# [DATA SECTION]
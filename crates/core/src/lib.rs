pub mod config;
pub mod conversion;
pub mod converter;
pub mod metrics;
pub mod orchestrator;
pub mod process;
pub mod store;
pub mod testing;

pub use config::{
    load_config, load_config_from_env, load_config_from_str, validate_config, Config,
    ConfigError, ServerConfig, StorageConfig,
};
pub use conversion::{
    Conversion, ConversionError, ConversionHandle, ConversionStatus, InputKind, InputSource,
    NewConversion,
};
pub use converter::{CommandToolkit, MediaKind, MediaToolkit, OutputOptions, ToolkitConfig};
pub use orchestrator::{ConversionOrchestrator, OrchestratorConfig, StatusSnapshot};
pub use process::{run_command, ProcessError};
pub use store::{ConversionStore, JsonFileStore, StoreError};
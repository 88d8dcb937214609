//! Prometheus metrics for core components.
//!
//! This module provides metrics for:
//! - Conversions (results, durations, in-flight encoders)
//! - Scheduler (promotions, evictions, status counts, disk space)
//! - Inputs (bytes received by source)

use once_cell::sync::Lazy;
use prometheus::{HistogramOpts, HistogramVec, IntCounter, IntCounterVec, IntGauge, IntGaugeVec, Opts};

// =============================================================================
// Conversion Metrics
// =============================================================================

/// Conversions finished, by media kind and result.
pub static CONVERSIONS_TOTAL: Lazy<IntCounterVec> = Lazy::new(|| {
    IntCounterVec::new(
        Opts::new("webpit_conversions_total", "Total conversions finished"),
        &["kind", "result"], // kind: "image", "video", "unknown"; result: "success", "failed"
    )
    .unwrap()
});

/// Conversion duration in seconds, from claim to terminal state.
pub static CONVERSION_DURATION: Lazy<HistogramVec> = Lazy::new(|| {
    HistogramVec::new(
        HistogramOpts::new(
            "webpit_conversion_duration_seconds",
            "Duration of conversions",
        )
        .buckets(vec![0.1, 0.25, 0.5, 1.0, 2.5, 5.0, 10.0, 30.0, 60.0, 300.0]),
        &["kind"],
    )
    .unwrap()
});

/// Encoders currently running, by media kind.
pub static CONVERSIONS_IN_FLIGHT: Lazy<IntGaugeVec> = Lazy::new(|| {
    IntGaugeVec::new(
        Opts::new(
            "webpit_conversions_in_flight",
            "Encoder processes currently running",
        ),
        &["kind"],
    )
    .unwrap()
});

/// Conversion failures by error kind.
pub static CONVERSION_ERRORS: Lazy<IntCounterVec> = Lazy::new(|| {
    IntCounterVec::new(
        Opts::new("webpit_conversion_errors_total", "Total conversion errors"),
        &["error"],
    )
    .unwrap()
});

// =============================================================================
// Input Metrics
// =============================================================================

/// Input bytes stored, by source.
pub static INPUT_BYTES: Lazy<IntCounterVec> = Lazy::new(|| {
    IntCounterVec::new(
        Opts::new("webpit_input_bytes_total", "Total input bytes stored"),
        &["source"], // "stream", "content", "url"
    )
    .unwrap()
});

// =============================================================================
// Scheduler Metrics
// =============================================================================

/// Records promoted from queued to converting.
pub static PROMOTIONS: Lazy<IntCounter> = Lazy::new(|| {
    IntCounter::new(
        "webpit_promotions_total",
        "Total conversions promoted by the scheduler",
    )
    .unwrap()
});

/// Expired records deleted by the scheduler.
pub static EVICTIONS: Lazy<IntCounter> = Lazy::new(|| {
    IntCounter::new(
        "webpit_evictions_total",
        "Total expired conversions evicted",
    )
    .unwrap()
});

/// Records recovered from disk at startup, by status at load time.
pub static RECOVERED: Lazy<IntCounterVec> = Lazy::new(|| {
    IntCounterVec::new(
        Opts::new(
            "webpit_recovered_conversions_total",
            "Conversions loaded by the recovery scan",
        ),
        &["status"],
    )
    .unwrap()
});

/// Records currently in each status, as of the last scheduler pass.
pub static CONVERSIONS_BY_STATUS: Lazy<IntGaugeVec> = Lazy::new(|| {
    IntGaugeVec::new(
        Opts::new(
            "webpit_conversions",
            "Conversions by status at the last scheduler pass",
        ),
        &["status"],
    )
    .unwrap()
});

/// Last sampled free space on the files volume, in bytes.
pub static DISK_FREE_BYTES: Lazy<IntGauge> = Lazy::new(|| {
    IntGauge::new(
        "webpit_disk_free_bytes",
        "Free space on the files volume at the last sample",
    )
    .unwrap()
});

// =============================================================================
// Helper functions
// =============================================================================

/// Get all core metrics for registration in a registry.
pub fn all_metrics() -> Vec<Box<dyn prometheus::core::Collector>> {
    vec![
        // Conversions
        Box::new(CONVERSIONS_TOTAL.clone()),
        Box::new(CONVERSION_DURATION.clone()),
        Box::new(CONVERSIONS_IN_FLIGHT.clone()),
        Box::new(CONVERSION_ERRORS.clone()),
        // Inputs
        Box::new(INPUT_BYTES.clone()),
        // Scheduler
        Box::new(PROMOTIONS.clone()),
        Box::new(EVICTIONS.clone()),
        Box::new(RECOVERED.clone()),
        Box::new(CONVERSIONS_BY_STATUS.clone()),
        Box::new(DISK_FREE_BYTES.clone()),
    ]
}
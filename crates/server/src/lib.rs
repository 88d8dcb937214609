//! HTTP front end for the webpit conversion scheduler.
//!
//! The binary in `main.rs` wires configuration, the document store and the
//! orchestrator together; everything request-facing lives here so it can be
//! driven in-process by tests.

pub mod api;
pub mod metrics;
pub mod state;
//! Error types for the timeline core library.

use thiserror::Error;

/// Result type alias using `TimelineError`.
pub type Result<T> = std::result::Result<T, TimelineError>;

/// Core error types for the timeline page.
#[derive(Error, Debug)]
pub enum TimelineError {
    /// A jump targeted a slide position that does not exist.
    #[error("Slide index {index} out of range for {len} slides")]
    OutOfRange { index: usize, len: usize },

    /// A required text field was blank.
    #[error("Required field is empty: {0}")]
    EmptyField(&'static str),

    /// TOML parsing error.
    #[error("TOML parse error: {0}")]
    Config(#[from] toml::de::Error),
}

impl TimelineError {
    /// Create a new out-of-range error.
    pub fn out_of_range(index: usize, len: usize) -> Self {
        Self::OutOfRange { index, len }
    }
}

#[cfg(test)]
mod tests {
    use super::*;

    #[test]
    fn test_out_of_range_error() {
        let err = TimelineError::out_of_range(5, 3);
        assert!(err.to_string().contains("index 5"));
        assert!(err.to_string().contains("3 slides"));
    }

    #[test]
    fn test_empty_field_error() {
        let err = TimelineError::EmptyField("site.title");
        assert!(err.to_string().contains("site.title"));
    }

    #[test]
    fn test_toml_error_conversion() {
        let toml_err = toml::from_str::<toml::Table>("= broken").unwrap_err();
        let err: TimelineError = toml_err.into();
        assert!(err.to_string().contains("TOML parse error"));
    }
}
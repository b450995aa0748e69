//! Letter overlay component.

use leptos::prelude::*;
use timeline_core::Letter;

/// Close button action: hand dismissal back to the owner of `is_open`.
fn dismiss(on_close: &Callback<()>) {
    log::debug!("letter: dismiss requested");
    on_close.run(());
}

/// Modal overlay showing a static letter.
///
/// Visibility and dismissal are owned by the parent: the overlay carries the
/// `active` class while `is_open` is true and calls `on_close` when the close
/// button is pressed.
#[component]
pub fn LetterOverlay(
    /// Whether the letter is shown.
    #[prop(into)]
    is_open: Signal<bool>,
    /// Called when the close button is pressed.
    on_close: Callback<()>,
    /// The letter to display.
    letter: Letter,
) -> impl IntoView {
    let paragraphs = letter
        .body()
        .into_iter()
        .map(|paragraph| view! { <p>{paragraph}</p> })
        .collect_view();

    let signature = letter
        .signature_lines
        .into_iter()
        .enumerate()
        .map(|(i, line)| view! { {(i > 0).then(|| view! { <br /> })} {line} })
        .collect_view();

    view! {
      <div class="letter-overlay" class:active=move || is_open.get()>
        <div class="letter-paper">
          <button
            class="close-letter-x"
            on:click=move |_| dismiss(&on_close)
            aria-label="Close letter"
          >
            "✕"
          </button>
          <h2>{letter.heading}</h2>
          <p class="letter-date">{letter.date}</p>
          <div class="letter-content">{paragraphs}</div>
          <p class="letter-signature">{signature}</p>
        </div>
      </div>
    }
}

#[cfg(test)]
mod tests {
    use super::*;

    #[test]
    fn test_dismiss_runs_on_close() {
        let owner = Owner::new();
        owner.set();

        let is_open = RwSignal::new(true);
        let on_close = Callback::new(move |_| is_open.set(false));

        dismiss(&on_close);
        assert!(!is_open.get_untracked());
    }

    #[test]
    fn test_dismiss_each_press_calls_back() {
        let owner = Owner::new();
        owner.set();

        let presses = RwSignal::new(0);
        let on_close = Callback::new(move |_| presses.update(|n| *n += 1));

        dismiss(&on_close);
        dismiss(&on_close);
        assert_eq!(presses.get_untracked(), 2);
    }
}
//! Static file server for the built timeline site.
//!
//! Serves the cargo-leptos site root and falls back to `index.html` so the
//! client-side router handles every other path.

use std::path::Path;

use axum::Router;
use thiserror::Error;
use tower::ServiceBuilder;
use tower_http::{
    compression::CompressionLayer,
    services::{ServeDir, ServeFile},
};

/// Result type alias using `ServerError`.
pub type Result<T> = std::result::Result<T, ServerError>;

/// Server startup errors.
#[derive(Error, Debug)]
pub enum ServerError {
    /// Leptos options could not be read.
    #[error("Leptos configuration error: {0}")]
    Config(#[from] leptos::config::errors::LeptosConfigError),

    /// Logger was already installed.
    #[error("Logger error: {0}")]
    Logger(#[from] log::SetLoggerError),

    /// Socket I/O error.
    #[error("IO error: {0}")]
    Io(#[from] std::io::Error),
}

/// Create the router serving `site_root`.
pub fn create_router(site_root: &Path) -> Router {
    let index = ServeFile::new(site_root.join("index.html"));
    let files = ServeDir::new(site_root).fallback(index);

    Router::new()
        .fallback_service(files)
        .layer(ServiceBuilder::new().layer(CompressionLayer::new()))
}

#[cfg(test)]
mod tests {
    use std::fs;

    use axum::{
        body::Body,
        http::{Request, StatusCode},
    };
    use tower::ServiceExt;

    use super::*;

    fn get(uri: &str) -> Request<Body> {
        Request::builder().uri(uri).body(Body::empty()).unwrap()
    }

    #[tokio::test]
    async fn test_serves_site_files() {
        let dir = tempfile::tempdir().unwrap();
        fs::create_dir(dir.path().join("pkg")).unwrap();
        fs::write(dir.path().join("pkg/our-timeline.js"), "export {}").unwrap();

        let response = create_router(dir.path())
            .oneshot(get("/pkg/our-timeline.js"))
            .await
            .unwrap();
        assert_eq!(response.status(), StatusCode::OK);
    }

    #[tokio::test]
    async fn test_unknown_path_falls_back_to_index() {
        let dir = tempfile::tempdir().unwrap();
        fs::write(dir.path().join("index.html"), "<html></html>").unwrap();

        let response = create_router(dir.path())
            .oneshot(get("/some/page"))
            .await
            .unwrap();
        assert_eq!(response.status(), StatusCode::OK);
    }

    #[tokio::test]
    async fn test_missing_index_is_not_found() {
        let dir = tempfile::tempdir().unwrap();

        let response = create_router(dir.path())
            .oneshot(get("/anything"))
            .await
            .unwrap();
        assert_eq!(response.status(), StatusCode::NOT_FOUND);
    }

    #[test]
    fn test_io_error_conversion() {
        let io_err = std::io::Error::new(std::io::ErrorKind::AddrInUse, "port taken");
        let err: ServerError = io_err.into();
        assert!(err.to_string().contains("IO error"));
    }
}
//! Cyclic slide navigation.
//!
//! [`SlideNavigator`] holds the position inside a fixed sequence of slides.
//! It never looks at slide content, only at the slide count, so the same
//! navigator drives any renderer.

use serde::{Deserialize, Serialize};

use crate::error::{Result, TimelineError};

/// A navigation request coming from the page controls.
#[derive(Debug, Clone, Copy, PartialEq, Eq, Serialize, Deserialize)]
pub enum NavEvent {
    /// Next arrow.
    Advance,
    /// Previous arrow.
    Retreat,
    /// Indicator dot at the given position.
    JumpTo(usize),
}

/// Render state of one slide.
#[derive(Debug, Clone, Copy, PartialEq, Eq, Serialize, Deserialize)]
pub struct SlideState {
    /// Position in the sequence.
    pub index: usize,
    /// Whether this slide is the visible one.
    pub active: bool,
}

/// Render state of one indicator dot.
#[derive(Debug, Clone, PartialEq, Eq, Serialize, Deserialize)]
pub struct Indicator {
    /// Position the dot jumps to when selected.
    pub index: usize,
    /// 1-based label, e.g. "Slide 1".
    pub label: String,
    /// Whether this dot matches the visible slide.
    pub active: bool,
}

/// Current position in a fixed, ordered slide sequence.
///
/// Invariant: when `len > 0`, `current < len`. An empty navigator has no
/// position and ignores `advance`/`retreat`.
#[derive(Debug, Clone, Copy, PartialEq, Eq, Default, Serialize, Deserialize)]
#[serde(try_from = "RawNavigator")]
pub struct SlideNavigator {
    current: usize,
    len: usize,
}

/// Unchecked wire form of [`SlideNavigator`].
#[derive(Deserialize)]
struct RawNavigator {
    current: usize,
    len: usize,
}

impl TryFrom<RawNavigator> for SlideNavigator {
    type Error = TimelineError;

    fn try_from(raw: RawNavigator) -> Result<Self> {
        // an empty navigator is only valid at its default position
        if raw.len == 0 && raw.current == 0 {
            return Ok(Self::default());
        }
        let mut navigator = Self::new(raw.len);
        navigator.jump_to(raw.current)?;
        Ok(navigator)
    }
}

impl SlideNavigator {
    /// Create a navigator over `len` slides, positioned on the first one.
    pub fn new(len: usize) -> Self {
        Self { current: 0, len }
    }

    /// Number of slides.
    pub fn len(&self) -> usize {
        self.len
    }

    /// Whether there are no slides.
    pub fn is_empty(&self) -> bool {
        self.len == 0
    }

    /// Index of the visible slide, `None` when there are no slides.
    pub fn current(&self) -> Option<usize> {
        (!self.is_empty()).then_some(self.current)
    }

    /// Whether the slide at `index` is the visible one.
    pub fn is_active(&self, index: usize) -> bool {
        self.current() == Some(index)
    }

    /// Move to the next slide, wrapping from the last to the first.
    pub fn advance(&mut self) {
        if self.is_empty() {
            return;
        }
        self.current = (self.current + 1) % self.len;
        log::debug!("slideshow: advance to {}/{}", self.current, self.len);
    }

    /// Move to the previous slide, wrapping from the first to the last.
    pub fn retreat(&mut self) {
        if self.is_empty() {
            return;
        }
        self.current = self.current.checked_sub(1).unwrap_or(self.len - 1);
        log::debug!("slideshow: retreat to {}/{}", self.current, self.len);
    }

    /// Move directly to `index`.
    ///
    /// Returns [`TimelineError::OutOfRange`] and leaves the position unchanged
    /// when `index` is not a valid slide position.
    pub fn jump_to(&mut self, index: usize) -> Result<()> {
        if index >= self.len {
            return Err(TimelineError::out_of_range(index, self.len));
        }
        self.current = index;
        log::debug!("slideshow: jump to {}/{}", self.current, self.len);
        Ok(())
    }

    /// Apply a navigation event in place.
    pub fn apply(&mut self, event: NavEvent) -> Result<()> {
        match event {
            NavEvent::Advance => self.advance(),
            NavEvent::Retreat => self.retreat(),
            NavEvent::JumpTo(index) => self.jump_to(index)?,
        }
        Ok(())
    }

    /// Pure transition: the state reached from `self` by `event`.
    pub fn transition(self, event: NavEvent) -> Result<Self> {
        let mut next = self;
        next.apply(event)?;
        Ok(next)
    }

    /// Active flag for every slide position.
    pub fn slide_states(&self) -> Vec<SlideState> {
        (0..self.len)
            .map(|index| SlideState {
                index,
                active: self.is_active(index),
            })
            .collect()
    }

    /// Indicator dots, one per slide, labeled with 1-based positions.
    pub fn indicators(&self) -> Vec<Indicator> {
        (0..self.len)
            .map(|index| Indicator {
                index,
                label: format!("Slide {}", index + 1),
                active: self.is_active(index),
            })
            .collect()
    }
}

# [ASSIGNMENT]
Which of the lines above hold the string "RwSignal"? Pick each of them out.

# [WRITTEN ANSWER]
        let is_open = RwSignal::new(true);
        let presses = RwSignal::new(0);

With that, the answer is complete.